▶ _Recorded data_

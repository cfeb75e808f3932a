use async_trait::async_trait;
use sqlx::postgres::PgRow;
use sqlx::Row;
use uuid::Uuid;

use crate::app::store::{Cursor, EngagementStore, StoreError, StoreResult};
use crate::domain::engagement::{Comment, NewComment, NewReaction, Reaction, ReactionKind};
use crate::domain::notification::{NewNotification, Notification, NotificationType};
use crate::domain::post::{NewPost, Post};
use crate::domain::user::User;
use crate::infra::db::Db;

const UNIQUE_VIOLATION: &str = "23505";
const FOREIGN_KEY_VIOLATION: &str = "23503";
const DEADLOCK_DETECTED: &str = "40P01";

impl From<sqlx::Error> for StoreError {
    fn from(err: sqlx::Error) -> Self {
        if let Some(db_err) = err.as_database_error() {
            match db_err.code().as_deref() {
                Some(UNIQUE_VIOLATION) | Some(DEADLOCK_DETECTED) => return StoreError::Conflict,
                Some(FOREIGN_KEY_VIOLATION) => {
                    let constraint = db_err.constraint().unwrap_or_default();
                    if constraint.ends_with("post_id_fkey")
                        || constraint == "notifications_related_id_fkey"
                    {
                        return StoreError::PostMissing;
                    }
                }
                _ => {}
            }
        }
        StoreError::Database(err)
    }
}

fn reaction_table(kind: ReactionKind) -> &'static str {
    match kind {
        ReactionKind::Like => "likes",
        ReactionKind::Repost => "reposts",
    }
}

fn counter_column(kind: ReactionKind) -> &'static str {
    match kind {
        ReactionKind::Like => "like_count",
        ReactionKind::Repost => "repost_count",
    }
}

fn post_from_row(row: &PgRow) -> Post {
    Post {
        id: row.get("id"),
        author_id: row.get("author_id"),
        content: row.get("content"),
        image: row.get("image"),
        like_count: row.get("like_count"),
        comment_count: row.get("comment_count"),
        repost_count: row.get("repost_count"),
        created_at: row.get("created_at"),
    }
}

fn comment_from_row(row: &PgRow) -> Comment {
    Comment {
        id: row.get("id"),
        post_id: row.get("post_id"),
        author_id: row.get("author_id"),
        content: row.get("content"),
        created_at: row.get("created_at"),
    }
}

fn notification_from_row(row: &PgRow) -> StoreResult<Notification> {
    let notification_type: String = row.get("notification_type");
    let notification_type = NotificationType::from_db(&notification_type).ok_or_else(|| {
        StoreError::Database(sqlx::Error::Decode(
            format!("unknown notification type: {}", notification_type).into(),
        ))
    })?;

    Ok(Notification {
        id: row.get("id"),
        user_id: row.get("user_id"),
        notification_type,
        content: row.get("content"),
        related_id: row.get("related_id"),
        read_at: row.get("read_at"),
        created_at: row.get("created_at"),
    })
}

async fn insert_notification(
    tx: &mut sqlx::Transaction<'_, sqlx::Postgres>,
    notification: &NewNotification,
) -> StoreResult<()> {
    sqlx::query(
        "INSERT INTO notifications (user_id, notification_type, content, related_id) \
         VALUES ($1, $2, $3, $4)",
    )
    .bind(notification.user_id)
    .bind(notification.notification_type.as_db())
    .bind(&notification.content)
    .bind(notification.related_id)
    .execute(&mut **tx)
    .await?;

    Ok(())
}

#[async_trait]
impl EngagementStore for Db {
    async fn ping(&self) -> StoreResult<()> {
        sqlx::query("SELECT 1").execute(self.pool()).await?;
        Ok(())
    }

    async fn find_user(&self, user_id: Uuid) -> StoreResult<Option<User>> {
        let row = sqlx::query("SELECT id, name, username, image FROM users WHERE id = $1")
            .bind(user_id)
            .fetch_optional(self.pool())
            .await?;

        Ok(row.map(|row| User {
            id: row.get("id"),
            name: row.get("name"),
            username: row.get("username"),
            image: row.get("image"),
        }))
    }

    async fn find_post(&self, post_id: Uuid) -> StoreResult<Option<Post>> {
        let row = sqlx::query(
            "SELECT id, author_id, content, image, like_count, comment_count, repost_count, created_at \
             FROM posts WHERE id = $1",
        )
        .bind(post_id)
        .fetch_optional(self.pool())
        .await?;

        Ok(row.as_ref().map(post_from_row))
    }

    async fn insert_post(&self, post: NewPost) -> StoreResult<Post> {
        let row = sqlx::query(
            "INSERT INTO posts (author_id, content, image) VALUES ($1, $2, $3) \
             RETURNING id, author_id, content, image, like_count, comment_count, repost_count, created_at",
        )
        .bind(post.author_id)
        .bind(post.content)
        .bind(post.image)
        .fetch_one(self.pool())
        .await?;

        Ok(post_from_row(&row))
    }

    async fn delete_post(&self, post_id: Uuid, author_id: Uuid) -> StoreResult<bool> {
        let result = sqlx::query("DELETE FROM posts WHERE id = $1 AND author_id = $2")
            .bind(post_id)
            .bind(author_id)
            .execute(self.pool())
            .await?;

        Ok(result.rows_affected() > 0)
    }

    async fn find_reaction(
        &self,
        author_id: Uuid,
        post_id: Uuid,
        kind: ReactionKind,
    ) -> StoreResult<Option<Reaction>> {
        let sql = format!(
            "SELECT id, author_id, post_id, created_at FROM {} \
             WHERE author_id = $1 AND post_id = $2",
            reaction_table(kind)
        );
        let row = sqlx::query(&sql)
            .bind(author_id)
            .bind(post_id)
            .fetch_optional(self.pool())
            .await?;

        Ok(row.map(|row| Reaction {
            id: row.get("id"),
            author_id: row.get("author_id"),
            post_id: row.get("post_id"),
            kind,
            created_at: row.get("created_at"),
        }))
    }

    async fn insert_reaction(
        &self,
        reaction: NewReaction,
        notification: NewNotification,
    ) -> StoreResult<Reaction> {
        let mut tx = self.pool().begin().await?;

        // Locks the post row: concurrent toggles on the same post queue here
        // and the loser meets the unique constraint below.
        let bump = format!(
            "UPDATE posts SET {column} = {column} + 1 WHERE id = $1",
            column = counter_column(reaction.kind)
        );
        let bumped = sqlx::query(&bump)
            .bind(reaction.post_id)
            .execute(&mut *tx)
            .await?;
        if bumped.rows_affected() == 0 {
            tx.rollback().await?;
            return Err(StoreError::PostMissing);
        }

        let insert = format!(
            "INSERT INTO {} (author_id, post_id) VALUES ($1, $2) \
             RETURNING id, author_id, post_id, created_at",
            reaction_table(reaction.kind)
        );
        let row = sqlx::query(&insert)
            .bind(reaction.author_id)
            .bind(reaction.post_id)
            .fetch_one(&mut *tx)
            .await?;

        insert_notification(&mut tx, &notification).await?;
        tx.commit().await?;

        Ok(Reaction {
            id: row.get("id"),
            author_id: row.get("author_id"),
            post_id: row.get("post_id"),
            kind: reaction.kind,
            created_at: row.get("created_at"),
        })
    }

    async fn delete_reaction(&self, reaction: &Reaction) -> StoreResult<bool> {
        let mut tx = self.pool().begin().await?;

        // Post row first, the same order as inserts and the post delete
        // cascade. A missing post means the reaction went with it.
        let decrement = format!(
            "UPDATE posts SET {column} = GREATEST({column} - 1, 0) WHERE id = $1",
            column = counter_column(reaction.kind)
        );
        let locked = sqlx::query(&decrement)
            .bind(reaction.post_id)
            .execute(&mut *tx)
            .await?;
        if locked.rows_affected() == 0 {
            tx.rollback().await?;
            return Ok(false);
        }

        let delete = format!("DELETE FROM {} WHERE id = $1", reaction_table(reaction.kind));
        let deleted = sqlx::query(&delete)
            .bind(reaction.id)
            .execute(&mut *tx)
            .await?;
        if deleted.rows_affected() == 0 {
            tx.rollback().await?;
            return Ok(false);
        }

        tx.commit().await?;
        Ok(true)
    }

    async fn insert_comment(
        &self,
        comment: NewComment,
        notification: NewNotification,
    ) -> StoreResult<Comment> {
        let mut tx = self.pool().begin().await?;

        let bumped = sqlx::query("UPDATE posts SET comment_count = comment_count + 1 WHERE id = $1")
            .bind(comment.post_id)
            .execute(&mut *tx)
            .await?;
        if bumped.rows_affected() == 0 {
            tx.rollback().await?;
            return Err(StoreError::PostMissing);
        }

        let row = sqlx::query(
            "INSERT INTO comments (post_id, author_id, content) VALUES ($1, $2, $3) \
             RETURNING id, post_id, author_id, content, created_at",
        )
        .bind(comment.post_id)
        .bind(comment.author_id)
        .bind(comment.content)
        .fetch_one(&mut *tx)
        .await?;

        insert_notification(&mut tx, &notification).await?;
        tx.commit().await?;

        Ok(comment_from_row(&row))
    }

    async fn latest_comment(&self, post_id: Uuid) -> StoreResult<Option<Comment>> {
        let row = sqlx::query(
            "SELECT id, post_id, author_id, content, created_at \
             FROM comments \
             WHERE post_id = $1 \
             ORDER BY created_at DESC, id DESC \
             LIMIT 1",
        )
        .bind(post_id)
        .fetch_optional(self.pool())
        .await?;

        Ok(row.as_ref().map(comment_from_row))
    }

    async fn list_comments(
        &self,
        post_id: Uuid,
        cursor: Option<Cursor>,
        limit: i64,
    ) -> StoreResult<Vec<Comment>> {
        let rows = match cursor {
            Some((created_at, comment_id)) => {
                sqlx::query(
                    "SELECT id, post_id, author_id, content, created_at \
                     FROM comments \
                     WHERE post_id = $1 \
                       AND (created_at < $2 OR (created_at = $2 AND id < $3)) \
                     ORDER BY created_at DESC, id DESC \
                     LIMIT $4",
                )
                .bind(post_id)
                .bind(created_at)
                .bind(comment_id)
                .bind(limit)
                .fetch_all(self.pool())
                .await?
            }
            None => {
                sqlx::query(
                    "SELECT id, post_id, author_id, content, created_at \
                     FROM comments \
                     WHERE post_id = $1 \
                     ORDER BY created_at DESC, id DESC \
                     LIMIT $2",
                )
                .bind(post_id)
                .bind(limit)
                .fetch_all(self.pool())
                .await?
            }
        };

        Ok(rows.iter().map(comment_from_row).collect())
    }

    async fn list_notifications(
        &self,
        user_id: Uuid,
        cursor: Option<Cursor>,
        limit: i64,
    ) -> StoreResult<Vec<Notification>> {
        let rows = match cursor {
            Some((created_at, notification_id)) => {
                sqlx::query(
                    "SELECT id, user_id, notification_type, content, related_id, read_at, created_at \
                     FROM notifications \
                     WHERE user_id = $1 \
                       AND (created_at < $2 OR (created_at = $2 AND id < $3)) \
                     ORDER BY created_at DESC, id DESC \
                     LIMIT $4",
                )
                .bind(user_id)
                .bind(created_at)
                .bind(notification_id)
                .bind(limit)
                .fetch_all(self.pool())
                .await?
            }
            None => {
                sqlx::query(
                    "SELECT id, user_id, notification_type, content, related_id, read_at, created_at \
                     FROM notifications \
                     WHERE user_id = $1 \
                     ORDER BY created_at DESC, id DESC \
                     LIMIT $2",
                )
                .bind(user_id)
                .bind(limit)
                .fetch_all(self.pool())
                .await?
            }
        };

        rows.iter().map(notification_from_row).collect()
    }

    async fn mark_notification_read(
        &self,
        notification_id: Uuid,
        user_id: Uuid,
    ) -> StoreResult<bool> {
        let result = sqlx::query(
            "UPDATE notifications \
             SET read_at = now() \
             WHERE id = $1 AND user_id = $2 AND read_at IS NULL",
        )
        .bind(notification_id)
        .bind(user_id)
        .execute(self.pool())
        .await?;

        Ok(result.rows_affected() > 0)
    }
}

▶ _Work instructions_
Give back every line from the beginning of the records through the line holding "use crate::infra::db::Db;", exactly as it reads, and leave out the rest.

▶ _Solution to this task_
repository cfeb75e808f3932a
use async_trait::async_trait;
use sqlx::postgres::PgRow;
use sqlx::Row;
use uuid::Uuid;

use crate::app::store::{Cursor, EngagementStore, StoreError, StoreResult};
use crate::domain::engagement::{Comment, NewComment, NewReaction, Reaction, ReactionKind};
use crate::domain::notification::{NewNotification, Notification, NotificationType};
use crate::domain::post::{NewPost, Post};
use crate::domain::user::User;
use crate::infra::db::Db;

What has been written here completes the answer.